START Data in this exercise
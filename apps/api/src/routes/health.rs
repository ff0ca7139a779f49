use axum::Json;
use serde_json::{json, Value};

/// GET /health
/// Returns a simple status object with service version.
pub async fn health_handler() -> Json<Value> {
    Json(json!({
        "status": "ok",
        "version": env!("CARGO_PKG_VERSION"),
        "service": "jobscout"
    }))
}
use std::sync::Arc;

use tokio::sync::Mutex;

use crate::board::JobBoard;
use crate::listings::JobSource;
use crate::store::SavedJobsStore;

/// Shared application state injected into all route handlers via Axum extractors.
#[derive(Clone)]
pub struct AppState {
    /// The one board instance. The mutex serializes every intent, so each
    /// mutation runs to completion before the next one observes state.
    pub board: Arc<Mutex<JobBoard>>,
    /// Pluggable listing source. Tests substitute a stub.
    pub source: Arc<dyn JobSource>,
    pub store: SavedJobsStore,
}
END Data in this exercise
START Data in this exercise
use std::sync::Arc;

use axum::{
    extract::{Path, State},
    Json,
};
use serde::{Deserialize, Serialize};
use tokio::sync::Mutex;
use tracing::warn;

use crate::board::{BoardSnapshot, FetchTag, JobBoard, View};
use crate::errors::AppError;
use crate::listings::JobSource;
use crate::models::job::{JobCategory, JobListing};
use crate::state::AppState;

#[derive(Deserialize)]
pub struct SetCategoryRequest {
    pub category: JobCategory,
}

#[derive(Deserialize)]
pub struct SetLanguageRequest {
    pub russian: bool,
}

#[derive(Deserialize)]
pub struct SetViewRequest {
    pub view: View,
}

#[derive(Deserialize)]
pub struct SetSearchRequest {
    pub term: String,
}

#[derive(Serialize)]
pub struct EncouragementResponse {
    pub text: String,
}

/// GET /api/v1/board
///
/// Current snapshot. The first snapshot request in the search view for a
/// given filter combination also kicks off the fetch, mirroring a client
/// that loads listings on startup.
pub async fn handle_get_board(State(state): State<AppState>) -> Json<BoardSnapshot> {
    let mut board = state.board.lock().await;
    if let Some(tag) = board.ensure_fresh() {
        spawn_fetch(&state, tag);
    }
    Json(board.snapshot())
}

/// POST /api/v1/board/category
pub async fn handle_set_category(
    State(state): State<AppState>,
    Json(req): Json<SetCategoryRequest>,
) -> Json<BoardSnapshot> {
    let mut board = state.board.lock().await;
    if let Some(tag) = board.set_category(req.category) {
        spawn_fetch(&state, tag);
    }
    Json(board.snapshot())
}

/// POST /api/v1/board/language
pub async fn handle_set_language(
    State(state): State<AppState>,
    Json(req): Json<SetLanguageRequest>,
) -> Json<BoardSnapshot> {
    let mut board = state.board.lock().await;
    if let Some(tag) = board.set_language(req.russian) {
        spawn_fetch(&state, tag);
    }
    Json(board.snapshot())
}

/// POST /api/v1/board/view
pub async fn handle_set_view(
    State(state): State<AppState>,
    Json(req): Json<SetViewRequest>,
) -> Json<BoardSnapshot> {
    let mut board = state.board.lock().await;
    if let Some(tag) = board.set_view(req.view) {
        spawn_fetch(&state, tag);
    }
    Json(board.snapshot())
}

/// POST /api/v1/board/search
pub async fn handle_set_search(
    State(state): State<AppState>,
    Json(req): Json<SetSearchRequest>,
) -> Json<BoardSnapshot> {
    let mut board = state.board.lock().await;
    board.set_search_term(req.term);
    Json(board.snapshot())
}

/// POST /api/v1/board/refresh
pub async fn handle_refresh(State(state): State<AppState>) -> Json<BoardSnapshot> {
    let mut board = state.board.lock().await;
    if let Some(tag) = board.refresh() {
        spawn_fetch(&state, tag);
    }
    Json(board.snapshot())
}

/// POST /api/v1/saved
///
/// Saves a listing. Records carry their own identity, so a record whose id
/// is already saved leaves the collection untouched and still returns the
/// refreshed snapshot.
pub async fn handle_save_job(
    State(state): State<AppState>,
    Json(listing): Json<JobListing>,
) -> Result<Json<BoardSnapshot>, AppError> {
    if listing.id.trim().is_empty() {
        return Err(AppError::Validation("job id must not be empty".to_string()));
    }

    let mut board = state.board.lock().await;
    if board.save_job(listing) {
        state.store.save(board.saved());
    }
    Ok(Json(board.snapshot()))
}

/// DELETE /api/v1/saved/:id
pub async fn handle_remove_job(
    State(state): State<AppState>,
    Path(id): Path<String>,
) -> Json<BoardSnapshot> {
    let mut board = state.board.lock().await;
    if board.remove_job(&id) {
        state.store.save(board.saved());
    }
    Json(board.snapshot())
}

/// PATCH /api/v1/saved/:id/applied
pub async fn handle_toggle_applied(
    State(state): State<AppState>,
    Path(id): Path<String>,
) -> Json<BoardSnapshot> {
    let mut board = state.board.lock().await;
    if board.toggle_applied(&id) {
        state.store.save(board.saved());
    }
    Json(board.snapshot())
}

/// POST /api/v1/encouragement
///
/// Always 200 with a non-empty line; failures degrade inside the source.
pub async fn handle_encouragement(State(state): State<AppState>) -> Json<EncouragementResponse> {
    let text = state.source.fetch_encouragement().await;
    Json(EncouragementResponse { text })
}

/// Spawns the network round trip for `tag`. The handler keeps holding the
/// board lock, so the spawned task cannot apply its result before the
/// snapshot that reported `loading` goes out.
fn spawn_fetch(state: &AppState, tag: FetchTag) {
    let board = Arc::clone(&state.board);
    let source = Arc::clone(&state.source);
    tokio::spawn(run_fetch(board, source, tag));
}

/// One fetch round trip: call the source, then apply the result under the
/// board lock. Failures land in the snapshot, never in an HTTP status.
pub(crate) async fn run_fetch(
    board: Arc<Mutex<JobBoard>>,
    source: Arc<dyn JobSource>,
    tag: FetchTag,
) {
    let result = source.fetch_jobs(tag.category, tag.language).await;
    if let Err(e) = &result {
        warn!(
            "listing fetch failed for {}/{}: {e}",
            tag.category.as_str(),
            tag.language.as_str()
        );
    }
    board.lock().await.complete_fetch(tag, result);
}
END Data in this exercise
START Data in this exercise
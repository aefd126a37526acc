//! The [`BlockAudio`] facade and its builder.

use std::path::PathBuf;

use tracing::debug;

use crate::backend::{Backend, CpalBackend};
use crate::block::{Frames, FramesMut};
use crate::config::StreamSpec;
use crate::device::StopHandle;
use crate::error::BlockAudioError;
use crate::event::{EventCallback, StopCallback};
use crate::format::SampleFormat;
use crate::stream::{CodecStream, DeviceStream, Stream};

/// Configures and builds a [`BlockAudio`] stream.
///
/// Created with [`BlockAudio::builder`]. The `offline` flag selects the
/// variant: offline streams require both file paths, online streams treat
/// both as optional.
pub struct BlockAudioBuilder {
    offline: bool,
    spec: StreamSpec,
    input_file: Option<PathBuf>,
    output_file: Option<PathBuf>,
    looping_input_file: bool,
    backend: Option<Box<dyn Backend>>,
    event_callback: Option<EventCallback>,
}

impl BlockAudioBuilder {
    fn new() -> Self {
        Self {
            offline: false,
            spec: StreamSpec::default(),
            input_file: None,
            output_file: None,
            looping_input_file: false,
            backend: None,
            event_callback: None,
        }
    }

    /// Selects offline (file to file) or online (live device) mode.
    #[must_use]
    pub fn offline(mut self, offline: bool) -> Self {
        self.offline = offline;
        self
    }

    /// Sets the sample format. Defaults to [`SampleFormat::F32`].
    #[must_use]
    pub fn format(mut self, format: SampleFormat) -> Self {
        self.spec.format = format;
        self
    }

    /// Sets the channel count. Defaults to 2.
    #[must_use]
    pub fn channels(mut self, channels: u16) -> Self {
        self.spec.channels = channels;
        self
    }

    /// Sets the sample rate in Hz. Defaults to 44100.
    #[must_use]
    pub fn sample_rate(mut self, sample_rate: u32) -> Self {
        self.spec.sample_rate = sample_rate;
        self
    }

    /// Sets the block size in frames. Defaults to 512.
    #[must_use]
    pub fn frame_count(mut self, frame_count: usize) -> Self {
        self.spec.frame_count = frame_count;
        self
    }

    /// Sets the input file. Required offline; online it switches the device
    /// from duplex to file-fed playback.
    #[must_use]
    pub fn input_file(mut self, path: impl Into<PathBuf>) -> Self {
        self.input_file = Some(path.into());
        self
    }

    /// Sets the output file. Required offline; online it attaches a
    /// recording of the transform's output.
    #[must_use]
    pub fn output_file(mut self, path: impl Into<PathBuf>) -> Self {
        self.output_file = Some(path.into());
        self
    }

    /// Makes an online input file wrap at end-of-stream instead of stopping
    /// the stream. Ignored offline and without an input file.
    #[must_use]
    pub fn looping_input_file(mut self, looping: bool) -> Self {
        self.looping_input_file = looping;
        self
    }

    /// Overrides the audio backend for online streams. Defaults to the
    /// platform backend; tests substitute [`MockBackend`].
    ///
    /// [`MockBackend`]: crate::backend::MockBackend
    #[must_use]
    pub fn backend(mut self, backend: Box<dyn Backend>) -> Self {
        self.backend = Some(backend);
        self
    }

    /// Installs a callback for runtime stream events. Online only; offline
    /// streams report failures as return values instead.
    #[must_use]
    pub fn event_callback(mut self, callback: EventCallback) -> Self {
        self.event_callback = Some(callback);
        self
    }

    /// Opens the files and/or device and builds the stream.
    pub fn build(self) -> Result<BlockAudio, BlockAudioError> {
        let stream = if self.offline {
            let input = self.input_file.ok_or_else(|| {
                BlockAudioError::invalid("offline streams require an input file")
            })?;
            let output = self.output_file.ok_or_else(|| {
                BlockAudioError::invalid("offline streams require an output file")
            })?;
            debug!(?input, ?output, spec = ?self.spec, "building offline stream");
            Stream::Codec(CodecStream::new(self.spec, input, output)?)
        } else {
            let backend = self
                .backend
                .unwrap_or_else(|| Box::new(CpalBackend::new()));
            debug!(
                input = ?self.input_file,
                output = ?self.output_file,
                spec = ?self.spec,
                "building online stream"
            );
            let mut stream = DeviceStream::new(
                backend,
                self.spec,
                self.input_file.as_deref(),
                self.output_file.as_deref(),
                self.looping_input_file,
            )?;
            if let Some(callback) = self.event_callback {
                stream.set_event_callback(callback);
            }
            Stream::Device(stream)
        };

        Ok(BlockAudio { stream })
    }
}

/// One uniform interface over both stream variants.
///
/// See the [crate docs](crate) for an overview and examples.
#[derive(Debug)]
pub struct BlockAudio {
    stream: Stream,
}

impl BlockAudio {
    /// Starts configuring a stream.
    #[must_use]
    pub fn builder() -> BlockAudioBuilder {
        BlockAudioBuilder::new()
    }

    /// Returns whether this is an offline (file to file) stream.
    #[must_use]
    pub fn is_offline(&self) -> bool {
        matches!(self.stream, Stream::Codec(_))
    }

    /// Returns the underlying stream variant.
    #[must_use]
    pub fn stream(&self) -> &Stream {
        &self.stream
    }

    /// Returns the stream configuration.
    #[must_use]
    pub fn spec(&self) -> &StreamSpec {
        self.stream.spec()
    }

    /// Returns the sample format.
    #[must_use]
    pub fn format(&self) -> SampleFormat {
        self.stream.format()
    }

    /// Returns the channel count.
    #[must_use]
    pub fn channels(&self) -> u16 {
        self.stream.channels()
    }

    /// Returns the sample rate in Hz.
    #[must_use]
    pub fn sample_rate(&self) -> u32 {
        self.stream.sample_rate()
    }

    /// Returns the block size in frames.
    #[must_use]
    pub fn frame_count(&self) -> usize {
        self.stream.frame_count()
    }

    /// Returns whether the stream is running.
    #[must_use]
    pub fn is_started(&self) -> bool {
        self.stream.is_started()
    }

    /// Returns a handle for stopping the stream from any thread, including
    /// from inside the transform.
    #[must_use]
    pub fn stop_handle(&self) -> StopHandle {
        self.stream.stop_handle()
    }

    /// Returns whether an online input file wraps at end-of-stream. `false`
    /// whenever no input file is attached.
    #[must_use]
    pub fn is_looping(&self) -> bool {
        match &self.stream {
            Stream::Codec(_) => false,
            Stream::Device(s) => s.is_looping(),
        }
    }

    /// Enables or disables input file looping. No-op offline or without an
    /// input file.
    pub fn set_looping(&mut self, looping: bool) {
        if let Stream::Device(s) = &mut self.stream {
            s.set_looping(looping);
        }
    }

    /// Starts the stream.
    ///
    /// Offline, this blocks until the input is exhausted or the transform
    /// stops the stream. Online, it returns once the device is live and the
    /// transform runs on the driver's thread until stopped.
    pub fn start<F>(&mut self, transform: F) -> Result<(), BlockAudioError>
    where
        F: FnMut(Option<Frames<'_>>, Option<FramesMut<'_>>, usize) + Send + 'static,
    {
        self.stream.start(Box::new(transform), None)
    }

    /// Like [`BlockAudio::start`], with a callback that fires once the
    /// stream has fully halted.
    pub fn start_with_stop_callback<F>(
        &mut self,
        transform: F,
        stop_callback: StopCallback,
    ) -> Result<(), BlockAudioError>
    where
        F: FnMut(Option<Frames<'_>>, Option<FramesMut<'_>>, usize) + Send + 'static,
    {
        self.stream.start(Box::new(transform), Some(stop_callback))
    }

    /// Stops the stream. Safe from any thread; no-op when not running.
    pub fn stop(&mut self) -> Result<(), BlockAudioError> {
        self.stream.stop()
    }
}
END Data in this exercise
▶ [Work instructions]: Give the number of lines in the entries that include the string "EncouragementResponse", and nothing more.

▶ [Written response]: 3